Disorientated by technical problem at partner, several banks in Estonia transferred money to accounts of hundreds of thousands clients without bases or earmarked extra sums.
Confused, banks erraneously move money of hundreds of thousands
All it took to trigger the widespread woe was an outwardly insignificant slip: on September 17th, Nets Estonia coordinating card transactions in Estonia forwarded a file with cards transactions to the financial institutions twice, and two days later attempted to correct the mistake by sending a file cancelling the «double» transactions.
Judging by whatever emerged from the chaos created by last night, for clients the consequences broadly fell in two categories.
The banks which for whatever reason only acted on the cancel-entries sent on September 19th, yesterday morning unexpectedly returned to customers the money spent on September 17th. This, for instance, was the lot of SEB clients.
To our knowledge, clients of institutions like Swedbank and Citadele were less lucky. The control systems of said banks had already acted on the double file dating September 17th and brazenly pocketed the customers’ money twice.
In a word: for some, card payments proved twice as costly, and to others the sums spent were simply paid back.
The problem touches hundreds of thousands of inhabitants of Estonia (with 1.3 million inhabitants – edit). To grasp the magnitude: yesterday morning, every fifth SEB client was recipient of windfall «blessings». With Swedbank, close to 10,000 transactions were charged twice.
Thus, for Postimees the workday kicked into gear by people calling in wondering why major grocery stores, cafes or department stores were giving money for nothing. To cite an example, there was this client of SEB telling us he had «morning money» coming in from both Prisma and Maxima.
The situation sure felt interesting for another SEB customer Kaspar Pokk. The first transfer landed on his account at 5:34 am yesterday, and the other at 8:27. He said the sums were actually insignificant: a gas station transferred €6.40 and a cafe gave €4.40. Pretty soon, Mr Pokk thought he’d figured out why. «The first thought was perhaps I pressed the PIN code hurriedly and the money was returned,» he guessed regarding the gas station refund. In the cafe, however, he had sent the food back.
Things got weird as a friend began to share his own wondersome transfers. Then, it surfaced a friend of Mr Pokk’s had a hefty €4,000 send by a building materials store. «That’s no PIN thing,» he concluded.

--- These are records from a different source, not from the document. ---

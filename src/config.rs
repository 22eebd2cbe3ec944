//! Generator configuration, loaded from a JSON file with every field defaulted.

use std::path::{Path, PathBuf};
use std::time::Duration;

use anyhow::Context as _;

use crate::collab::CommandTemplate;
use crate::foundation::core::{Dims, Fps, RenderSpec};
use crate::foundation::error::{ReelError, ReelResult};
use crate::pad::PadOptions;

/// External programs backing the bundled collaborator adapters.
#[derive(Clone, Debug, Default, PartialEq, serde::Serialize, serde::Deserialize)]
#[serde(default, deny_unknown_fields)]
pub struct CommandsConfig {
    /// Post image renderer, see [`crate::collab::CommandImageRenderer`].
    pub render_image: Option<CommandTemplate>,
    /// Text-to-speech program, see [`crate::collab::CommandNarrator`].
    pub narrate: Option<CommandTemplate>,
    /// Metadata generator, see [`crate::collab::CommandMetadataService`].
    pub metadata: Option<CommandTemplate>,
}

/// Everything a [`crate::pipeline::Generator`] needs besides its collaborators.
#[derive(Clone, Debug, PartialEq, serde::Serialize, serde::Deserialize)]
#[serde(default, deny_unknown_fields)]
pub struct GeneratorConfig {
    /// Final canvas size.
    pub canvas: Dims,
    /// Fraction of the canvas height given to the scrolling post.
    pub split_ratio: f64,
    /// Frame rate of the scroll video and the motion clip.
    pub fps: u32,
    /// Background pad tuning.
    pub pad: PadOptions,
    /// Random draws before content selection gives up.
    pub select_attempts: u32,
    /// Rendered post images taller than this are ineligible.
    pub max_image_height: Option<u32>,
    /// Narration voice identifier.
    pub voice: String,
    /// Directory of scraped post JSON files.
    pub content_dir: PathBuf,
    /// Directory of long motion clips.
    pub clip_dir: PathBuf,
    /// Parent of the per-run scratch directories.
    pub work_dir: PathBuf,
    /// Where finished `video_<n>` directories are placed.
    pub output_dir: PathBuf,
    /// Usage ledger file.
    pub ledger_path: PathBuf,
    /// Metadata generation attempts before a run is aborted.
    pub metadata_attempts: u32,
    /// Consecutive failed runs that trigger a backoff pause.
    pub failure_backoff_after: u32,
    /// Length of the backoff pause in seconds.
    pub failure_backoff_secs: f64,
    /// External programs for the bundled adapters.
    pub commands: CommandsConfig,
}

impl Default for GeneratorConfig {
    fn default() -> Self {
        Self {
            canvas: Dims {
                width: 1080,
                height: 1920,
            },
            split_ratio: 0.5,
            fps: 30,
            pad: PadOptions::default(),
            select_attempts: 5000,
            max_image_height: None,
            voice: "jf_alpha".to_string(),
            content_dir: PathBuf::from("reddit_data"),
            clip_dir: PathBuf::from("clips"),
            work_dir: PathBuf::from("temp"),
            output_dir: PathBuf::from("final_vids"),
            ledger_path: PathBuf::from("usage_ledger.txt"),
            metadata_attempts: 3,
            failure_backoff_after: 10,
            failure_backoff_secs: 30.0,
            commands: CommandsConfig::default(),
        }
    }
}

impl GeneratorConfig {
    /// Read and validate a JSON config file.
    pub fn load(path: &Path) -> ReelResult<Self> {
        let bytes = std::fs::read(path)
            .with_context(|| format!("failed to read config '{}'", path.display()))?;
        let cfg: Self = serde_json::from_slice(&bytes)
            .map_err(|e| ReelError::validation(format!("invalid config '{}': {e}", path.display())))?;
        cfg.validate()?;
        Ok(cfg)
    }

    /// Check ranges and cross-field constraints.
    pub fn validate(&self) -> ReelResult<()> {
        self.render_spec(1.0).validate()?;
        self.frame_rate()?;
        if self.canvas.width <= self.pad.margin_px.saturating_mul(2) {
            return Err(ReelError::validation(format!(
                "pad margin {}px leaves no room in a {} canvas",
                self.pad.margin_px, self.canvas
            )));
        }
        if !self.pad.duration_tolerance_secs.is_finite() || self.pad.duration_tolerance_secs < 0.0
        {
            return Err(ReelError::validation(
                "pad duration tolerance must be a non-negative number of seconds",
            ));
        }
        if self.select_attempts == 0 {
            return Err(ReelError::validation("select_attempts must be > 0"));
        }
        if self.metadata_attempts == 0 {
            return Err(ReelError::validation("metadata_attempts must be > 0"));
        }
        if self.max_image_height == Some(0) {
            return Err(ReelError::validation("max_image_height must be > 0 when set"));
        }
        if self.voice.trim().is_empty() {
            return Err(ReelError::validation("voice must not be empty"));
        }
        if Duration::try_from_secs_f64(self.failure_backoff_secs).is_err() {
            return Err(ReelError::validation(format!(
                "failure_backoff_secs must be a non-negative duration, got {}",
                self.failure_backoff_secs
            )));
        }
        Ok(())
    }

    /// Output frame rate.
    pub fn frame_rate(&self) -> ReelResult<Fps> {
        Fps::new(self.fps, 1)
    }

    /// Geometry and timing for a video lasting `duration_secs`.
    pub fn render_spec(&self, duration_secs: f64) -> RenderSpec {
        RenderSpec {
            canvas: self.canvas,
            duration_secs,
            split_ratio: self.split_ratio,
        }
    }
}

#[cfg(test)]
#[path = "../tests/unit/config.rs"]
mod tests;
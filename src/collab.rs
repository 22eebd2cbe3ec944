//! External collaborators the generator calls through narrow interfaces, plus the adapters the
//! `reelstack` binary wires up by default.
//!
//! Everything here sits outside the composition core: content acquisition, post image layout,
//! speech synthesis, and metadata text generation are delegated to other programs.

use std::collections::BTreeMap;
use std::io::Write as _;
use std::path::{Path, PathBuf};
use std::process::{Command, Stdio};
use std::sync::Mutex;

use anyhow::Context as _;
use rand::rngs::StdRng;
use rand::seq::SliceRandom as _;
use rand::{Rng as _, SeedableRng as _};

use crate::foundation::core::{Dims, Fps};
use crate::foundation::error::{ReelError, ReelResult};
use crate::media::encode::output_pix_fmt;
use crate::media::ffmpeg::{ensure_parent_dir, ffmpeg_command, run_ffmpeg};
use crate::media::probe::MediaAsset;

/// One unit of source material. Read-only to the generator.
#[derive(Clone, Debug, PartialEq, Eq, serde::Serialize, serde::Deserialize)]
pub struct ContentItem {
    /// Stable identifier (usually the post URL); the key stored in the usage ledger.
    pub id: String,
    /// Headline text.
    pub title: String,
    /// Body text.
    pub body: String,
    /// Author label.
    pub author: String,
    /// Source thread label.
    pub thread: String,
    /// Optional avatar reference (URL or path).
    pub avatar: Option<String>,
}

impl ContentItem {
    /// Text read aloud for this item: `"{title}. {body}"` with emoji removed.
    pub fn narration_text(&self) -> String {
        strip_emoji(&format!("{}. {}", self.title, self.body))
    }
}

/// Title and description stored next to a finished video.
#[derive(Clone, Debug, PartialEq, Eq, serde::Serialize, serde::Deserialize)]
pub struct Metadata {
    /// Video title.
    pub title: String,
    /// Video description.
    pub description: String,
}

/// Narration audio produced for one run.
#[derive(Clone, Debug, PartialEq)]
pub struct Narration {
    /// Audio file inside the run's scratch directory.
    pub audio_path: PathBuf,
    /// Authoritative duration in seconds; all downstream timing follows it.
    pub duration_secs: f64,
}

/// Request for a secondary motion clip.
#[derive(Clone, Copy, Debug, PartialEq)]
pub struct ClipRequest {
    /// Exact duration wanted, in seconds.
    pub duration_secs: f64,
    /// Exact pixel size wanted.
    pub dims: Dims,
    /// Frame rate of the clip; must match the scroll video for lockstep stacking.
    pub fps: Fps,
}

/// Source of content items.
pub trait ContentStore {
    /// Every item currently available.
    fn list_items(&self) -> ReelResult<Vec<ContentItem>>;
}

/// Lays a content item out as a still image.
pub trait ImageRenderer {
    /// Render `item` at `target_width` pixels into `scratch`.
    ///
    /// `Ok(None)` means the item cannot be rendered (for example its text is too long) and
    /// must be treated as ineligible.
    fn render(
        &self,
        item: &ContentItem,
        target_width: u32,
        scratch: &Path,
    ) -> ReelResult<Option<PathBuf>>;
}

/// Text-to-speech service.
pub trait NarrationService {
    /// Speak `text` with `voice`, writing the audio into `scratch`.
    fn narrate(&self, voice: &str, text: &str, scratch: &Path) -> ReelResult<Narration>;
}

/// Source of decorative motion footage.
pub trait MotionSource {
    /// Write a clip matching `request` to `out_path`.
    fn fetch_clip(&self, request: &ClipRequest, out_path: &Path) -> ReelResult<MediaAsset>;
}

/// Generates publishing metadata from the narrated text.
pub trait MetadataService {
    /// `Ok(None)` signals output in an unexpected shape.
    fn generate(&self, text: &str) -> ReelResult<Option<Metadata>>;
}

/// Remove emoji, pictographs and their joiners/selectors from `text`.
pub fn strip_emoji(text: &str) -> String {
    text.chars().filter(|c| !is_emoji(*c)).collect()
}

fn is_emoji(c: char) -> bool {
    matches!(
        u32::from(c),
        0x1F000..=0x1FAFF
            | 0x2600..=0x27BF
            | 0x2B00..=0x2BFF
            | 0x2300..=0x23FF
            | 0xFE00..=0xFE0F
            | 0x200D
            | 0x20E3
            | 0xE0020..=0xE007F
    )
}

#[derive(serde::Deserialize, Default)]
#[serde(default)]
struct PostFile {
    url: Option<String>,
    title: String,
    content: String,
    username: String,
    thread_name: String,
    profile_img: Option<String>,
}

/// Content store backed by a directory of scraped post files (`*.json`).
///
/// Each file holds `url`, `title`, `content`, `username`, `thread_name` and `profile_img`.
/// Files without a `url` use their file stem as identifier. Unparseable files are skipped.
#[derive(Clone, Debug)]
pub struct JsonDirContentStore {
    dir: PathBuf,
}

impl JsonDirContentStore {
    /// Store reading from `dir`.
    pub fn new(dir: impl Into<PathBuf>) -> Self {
        Self { dir: dir.into() }
    }
}

impl ContentStore for JsonDirContentStore {
    fn list_items(&self) -> ReelResult<Vec<ContentItem>> {
        let entries = std::fs::read_dir(&self.dir)
            .with_context(|| format!("failed to list content dir '{}'", self.dir.display()))?;
        let mut paths = Vec::new();
        for entry in entries {
            let path = entry
                .with_context(|| format!("failed to list content dir '{}'", self.dir.display()))?
                .path();
            if path.extension().is_some_and(|e| e.eq_ignore_ascii_case("json")) {
                paths.push(path);
            }
        }
        paths.sort();

        let mut items = Vec::with_capacity(paths.len());
        for path in paths {
            match read_post(&path) {
                Ok(item) => items.push(item),
                Err(e) => tracing::warn!(path = %path.display(), error = %e, "skipping post file"),
            }
        }
        tracing::debug!(count = items.len(), dir = %self.dir.display(), "listed content items");
        Ok(items)
    }
}

fn read_post(path: &Path) -> anyhow::Result<ContentItem> {
    let bytes = std::fs::read(path).context("read post file")?;
    let post: PostFile = serde_json::from_slice(&bytes).context("parse post json")?;
    let id = match post.url.filter(|u| !u.trim().is_empty()) {
        Some(url) => url.trim().to_string(),
        None => path
            .file_stem()
            .map(|s| s.to_string_lossy().into_owned())
            .context("post file has no stem")?,
    };
    Ok(ContentItem {
        id,
        title: post.title,
        body: post.content,
        author: post.username,
        thread: post.thread_name,
        avatar: post.profile_img.filter(|s| !s.is_empty()),
    })
}
fn collaborators(items: Vec<ContentItem>, metadata_calls: Rc<Cell<u32>>) -> Collaborators {
    Collaborators {
        content: Box::new(FixedContent(items)),
        renderer: Box::new(PngRenderer {
            height: 200,
            refuse: vec![],
        }),
        narrator: Box::new(FailingNarrator),
        motion: Box::new(NoClips),
        metadata: Box::new(FlakyMetadata {
            bad: 2,
            calls: metadata_calls,
        }),
    }
}

fn generator(root: &Path, items: Vec<ContentItem>, metadata_calls: Rc<Cell<u32>>) -> Generator {
    Generator::new(config(root), collaborators(items, metadata_calls))
        .unwrap()
        .with_seed(42)
}

fn video_asset(path: PathBuf, duration_secs: f64) -> MediaAsset {
    MediaAsset {
        path,
        info: MediaInfo {
            width: 64,
            height: 48,
            duration_secs,
            fps: Some(Fps::new(30, 1).unwrap()),
            has_video: true,
            has_audio: false,
        },
    }
}

/// Hands back a clip of exactly the requested duration and remembers every request.
struct RecordingClips {
    requests: Rc<RefCell<Vec<(ClipRequest, PathBuf)>>>,
}

impl MotionSource for RecordingClips {
    fn fetch_clip(&self, request: &ClipRequest, out: &Path) -> ReelResult<MediaAsset> {
        self.requests
            .borrow_mut()
            .push((*request, out.to_path_buf()));
        Ok(video_asset(out.to_path_buf(), request.duration_secs))
    }
}

struct PanickingNarrator;

impl NarrationService for PanickingNarrator {
    fn narrate(&self, _voice: &str, _text: &str, _scratch: &Path) -> ReelResult<Narration> {
        panic!("tts exploded");
    }
}

fn run_dirs(work: &Path) -> usize {
    std::fs::read_dir(work)
        .map(|rd| rd.flatten().count())
        .unwrap_or(0)
}

#[test]
fn empty_content_pool_aborts_at_selection() {
    let dir = tempfile::tempdir().unwrap();
    let mut generator = generator(dir.path(), vec![], Rc::default());
    match generator.run_once() {
        RunOutcome::Aborted { stage, error } => {
            assert_eq!(stage, Stage::SelectContent);
            assert!(matches!(error, ReelError::NoEligibleContent { attempts: 0 }));
        }
        other => panic!("unexpected outcome {other:?}"),
    }
    assert_eq!(run_dirs(&dir.path().join("work")), 0);
}

#[test]
fn selection_is_recorded_even_when_a_later_stage_fails() {
    let dir = tempfile::tempdir().unwrap();
    let mut generator = generator(dir.path(), vec![item("only")], Rc::default());

    let outcome = generator.run_once();
    assert!(matches!(
        outcome,
        RunOutcome::Aborted {
            stage: Stage::Narrate,
            ..
        }
    ));
    assert!(generator.ledger().contains("only").unwrap());
    assert_eq!(run_dirs(&dir.path().join("work")), 0);

    // The only item is now used up.
    match generator.run_once() {
        RunOutcome::Aborted { stage, error } => {
            assert_eq!(stage, Stage::SelectContent);
            assert!(matches!(error, ReelError::NoEligibleContent { attempts: 50 }));
        }
        other => panic!("unexpected outcome {other:?}"),
    }
}
//! Short vertical video generation.
//!
//! `reelstack` turns a text post into a narrated vertical video. The post is rendered as a
//! still, scrolled over the narration's length, stacked above a motion clip, centred on a
//! blurred copy of that clip, and muxed with the narration. A [`Generator`] repeats this
//! unattended, never reusing a post recorded in its [`UsageLedger`].
//!
//! Media decode and encode go through the system `ffmpeg` and `ffprobe` binaries; pixel work
//! happens in-process on RGBA frames.
#![forbid(unsafe_code)]
#![deny(missing_docs)]

mod foundation;
mod media;

pub mod audio_sync;
pub mod blur;
pub mod collab;
pub mod config;
pub mod geometry;
pub mod ledger;
pub mod pad;
pub mod pipeline;
pub mod scroll;
pub mod stack;

pub use audio_sync::{AudioPlan, sync_audio};
pub use collab::{
    ClipLibraryMotionSource, ClipRequest, CommandImageRenderer, CommandMetadataService,
    CommandNarrator, CommandTemplate, ContentItem, ContentStore, ImageRenderer,
    JsonDirContentStore, Metadata, MetadataService, MotionSource, Narration, NarrationService,
};
pub use config::{CommandsConfig, GeneratorConfig};
pub use foundation::core::{Dims, Fps, FrameIndex, RenderSpec};
pub use foundation::error::{ReelError, ReelResult};
pub use geometry::{keep_aspect_height, resize, resize_keep_aspect};
pub use ledger::UsageLedger;
pub use media::decode::{FfmpegFrameReader, FrameSource, VecFrameSource};
pub use media::encode::{
    AudioInput, FfmpegSink, FfmpegSinkOpts, FrameSink, InMemorySink, SinkConfig,
};
pub use media::ffmpeg::{ffmpeg_available, is_ffmpeg_on_path};
pub use media::probe::{MediaAsset, MediaInfo, probe};
pub use pad::{PadLayout, PadOptions, composite_with_background};
pub use pipeline::{Collaborators, Generator, LoopStats, RunOutcome, Stage};
pub use scroll::{ScrollParams, render_scroll};
pub use stack::{StackLayout, stack_vertically};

As card payments are refunded out of the blue, people may be pleasantly surprised and in no hurry to report.
Having shopped at Ehituse ABC for several occasions on September 17th, Allan Mõistus had the sums taken from his Citadele accounts as usual. «To our surprise, the same sums were again claimed on September 19th,» said the man. «As we asked about it, the bank said they did everything okay and it’s the shop’s problem. While admitting that such situations happen rather often.»
So Mr Mõistus talked to the store and was told all was correct even there. «Referring to an article in Postimees, they thought it must be a card payments centre issue. I may not have noticed at all, but the sum was too large for that and therefore stood out. While at it, we also found a smaller sum that had vanished,» said Mr Mõistus.
By 11:30 am yesterday, the sums charged twice had been returned to the account.
Yesterday, Nets Estonia technical director Paavo Sild told Postimees that, having checked the situation, they had come to the understanding that by nature the corrective entries were correct and the possible problem thus basically bank-centred and a result of the differing logic of data usage.
Two banks spared
SEB press rep Maarja Gavronski would have everyone understand that sums gotten accidentally must never ever be spent as these would be earmarked and drawn from the accounts afterwards.
At day’s end, the bank said the repairs – i.e. earmarking the erroneous transfers – would be performed by today morning.
In the case of Swedbank, however, Nets Estonia had debited i.e. taken the sum twice and the error regarded card transactions on September 17th.
«Indeed, an error has occurred while processing the transactions wherefore the transactions were debited twice. In turn, the double debit was caused by a transactions file sent twice,» said PR person Mart Siilivask.
«By now the error has been discovered, correction files have arrived at the bank, and we are hoping to execute the correction transactions within days,» added the press rep. «Our clients will have to do nothing, the bank will see that the mistakes get corrected and the sum debited twice is returned to clients.»
As LHV and Nordea banks control systems pulled brakes both on the file prescribing double payments and dataset sent to cancel it, the clients of both escaped the mess.